Set implementation benchmarking

karls...@gmail.com

unread,

Jul 15, 2011, 12:04:58 PM7/15/11

to golan...@googlegroups.com

Hi,

Posted my first Q here yesterday and I got some really nice, fast and helpful answers. Motivated me, so I wrote and tested various possible Set implementation in Go. Thought some people might be interested:

http://openmymind.net/2011/7/15/Learning-Go-By-Benchmarking-Set-Implementation

I'm currently 12% tempted to write The Little Go Book (similar to The Little MongoDB Book I wrote)

Karl

⚛

unread,

Jul 15, 2011, 1:18:11 PM7/15/11

to golang-nuts

I am wondering what the effect of using an O(N*logN) algorithm would
be instead of the O(N*N) you are using there. Could you please try
"sort.SortInts" in the implementation of your
"OnDemandArraySet.RemoveDuplicates" (and name it "OnDemandArraySet_2"
or something) ?

On Jul 15, 6:04 pm, karlseg...@gmail.com wrote:
> Hi,
> Posted my first Q here yesterday and I got some really nice, fast and
> helpful answers. Motivated me, so I wrote and tested various possible Set
> implementation in Go. Thought some people might be interested:
>

> http://openmymind.net/2011/7/15/Learning-Go-By-Benchmarking-Set-Imple...

⚛

unread,

Jul 15, 2011, 1:43:09 PM7/15/11

to golang-nuts

Just another small note:

In your examples, the max [ratio of values in the set] to [the range
of possible values] is just 1:7. In that case, using an array of
booleans, or ints, or a bit-set should be much faster than any of the
implementations you currently have there.

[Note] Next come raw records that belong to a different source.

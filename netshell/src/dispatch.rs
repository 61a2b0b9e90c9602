//! Device-type dispatch.
//!
//! Maps a device-type tag to its vendor session (via the registry in
//! [`crate::vendors`]) and wraps the session in a jump-host decorator
//! when the credentials carry a bastion block. The returned session is
//! not yet connected.

use crate::credentials::Credentials;
use crate::error::{DispatchError, Result};
use crate::jump_host::JumpHostSession;
use crate::options::AdvancedOptions;
use crate::session::DeviceSession;
use crate::vendors::{DEVICE_TYPES, supported_device_types};

/// Build the session for `credentials.device_type`.
///
/// Tags are matched case-insensitively; unknown tags fail with the list
/// of supported tags.
pub fn create_session(
    credentials: Credentials,
    options: AdvancedOptions,
) -> Result<Box<dyn DeviceSession>> {
    let tag = credentials.device_type.to_lowercase();
    let factory = DEVICE_TYPES
        .get(tag.as_str())
        .ok_or_else(|| DispatchError::UnsupportedDeviceType {
            tag: tag.clone(),
            supported: supported_device_types()
                .iter()
                .map(|s| s.to_string())
                .collect(),
        })?;

    if let Some(jump) = &credentials.jump_host {
        if jump.host.trim().is_empty() || jump.username.trim().is_empty() {
            return Err(DispatchError::InvalidCredentials {
                message: "jump-host block must carry host and username".to_string(),
            }
            .into());
        }
    }

    let mut credentials = credentials;
    credentials.device_type = tag;
    let wrap_jump = credentials.jump_host.is_some();

    let session = factory(credentials, options);
    if wrap_jump {
        Ok(Box::new(JumpHostSession::new(session)))
    } else {
        Ok(session)
    }
}

#[cfg(test)]
mod tests {
    use super::*;

    #[test]
    fn test_unknown_tag_lists_supported_types() {
        let result = create_session(
            Credentials::password_login("h", "u", "p", "cisco_catalyst_9000"),
            AdvancedOptions::default(),
        );
        match result {
            Err(crate::error::Error::Dispatch(DispatchError::UnsupportedDeviceType {
                tag,
                supported,
            })) => {
                assert_eq!(tag, "cisco_catalyst_9000");
                assert!(supported.contains(&"cisco_ios".to_string()));
                assert!(supported.contains(&"generic".to_string()));
            }
            other => panic!("expected UnsupportedDeviceType, got {:?}", other.map(|_| ())),
        }
    }

    #[test]
    fn test_tag_lookup_is_case_insensitive() {
        let session = create_session(
            Credentials::password_login("h", "u", "p", "Cisco_IOS"),
            AdvancedOptions::default(),
        )
        .unwrap();
        assert_eq!(session.device_type(), "cisco_ios");
    }

    #[test]
    fn test_jump_host_block_wraps_session() {
        let credentials: Credentials = serde_json::from_str(
            r#"{
                "host": "10.0.0.1",
                "username": "admin",
                "auth": {"password": "pw"},
                "deviceType": "linux",
                "jumpHost": {"host": "bastion", "username": "jump", "auth": {"password": "hop"}}
            }"#,
        )
        .unwrap();
        let session = create_session(credentials, AdvancedOptions::default()).unwrap();
        // The decorator reports the wrapped vendor's type.
        assert_eq!(session.device_type(), "linux");
        assert!(!session.is_connected());
    }
}
//! HP ProCurve sessions.
//!
//! ProCurve greets with "Press any key to continue" before showing a
//! prompt, and asks whether to save the configuration when logging out.

use std::time::Duration;

use async_trait::async_trait;
use log::debug;

use crate::credentials::Credentials;
use crate::error::Result;
use crate::options::AdvancedOptions;
use crate::session::{DeviceSession, SessionCore};

/// Session for HP ProCurve switches.
pub struct HpProcurveSession {
    core: SessionCore,
}

impl HpProcurveSession {
    pub fn new(credentials: Credentials, options: AdvancedOptions) -> Self {
        Self {
            core: SessionCore::new(credentials, options),
        }
    }
}

#[async_trait]
impl DeviceSession for HpProcurveSession {
    fn core(&self) -> &SessionCore {
        &self.core
    }

    fn core_mut(&mut self) -> &mut SessionCore {
        &mut self.core
    }

    fn device_type(&self) -> &str {
        "hp_procurve"
    }

    fn requires_enable(&self) -> bool {
        true
    }

    fn config_exit_command(&self) -> Option<&'static str> {
        Some("exit")
    }

    fn paging_command(&self) -> Option<&'static str> {
        Some("no page")
    }

    fn terminal_width_command(&self) -> Option<&'static str> {
        Some("terminal width 511")
    }

    fn save_command(&self) -> Option<&'static str> {
        Some("write memory")
    }

    async fn session_preparation(&mut self) -> Result<()> {
        // Dismiss the "Press any key to continue" greeter before the
        // prompt can be elicited.
        let newline = self.newline();
        let channel = self.core_mut().channel_mut()?;
        channel.write_channel(newline).await?;
        let _ = channel.read_channel(Duration::from_millis(300)).await;

        self.prepare_common().await
    }

    async fn disconnect(&mut self) -> Result<()> {
        if self.core().is_connected() {
            if self.core().in_config_mode {
                if let Err(e) = self.exit_config_mode().await {
                    debug!("hp_procurve: exit config on disconnect failed: {}", e);
                }
            }
            // Logout raises "Do you want to log out" and possibly "Do you
            // want to save current configuration" dialogs.
            if let Err(e) = self.run_exchange_with_confirmation("logout").await {
                debug!("hp_procurve: logout dialog: {}", e);
            }
        }
        self.core_mut().teardown().await;
        Ok(())
    }
}

#[cfg(test)]
mod tests {
    use super::*;

    #[test]
    fn test_dialect() {
        let s = HpProcurveSession::new(
            Credentials::password_login("sw", "admin", "pw", "hp_procurve"),
            AdvancedOptions::default(),
        );
        assert!(s.requires_enable());
        assert_eq!(s.paging_command(), Some("no page"));
        assert_eq!(s.config_exit_command(), Some("exit"));
        assert_eq!(s.save_command(), Some("write memory"));
    }
}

The way I see it, hash-maps and hash-sets start to make sense than the
ratio of Actual:Possible is like 1:100. For example, if the keys of
the map are 32-bit pointers then the ratio is N:(2**32), where N is
usually a much smaller number than 2**32.

If the max ratio is just 1:7, it is not making much sense to use a
hash-map nor a growing array - if you are concentrating on
performance.

-----

Maybe another small note: In your text you are using the word
"collision". The meaning of this word in context of hash-maps and hash-
sets is different (http://en.wikipedia.org/wiki/Hash_table). I would
suggest to use the word "duplicate" in your text.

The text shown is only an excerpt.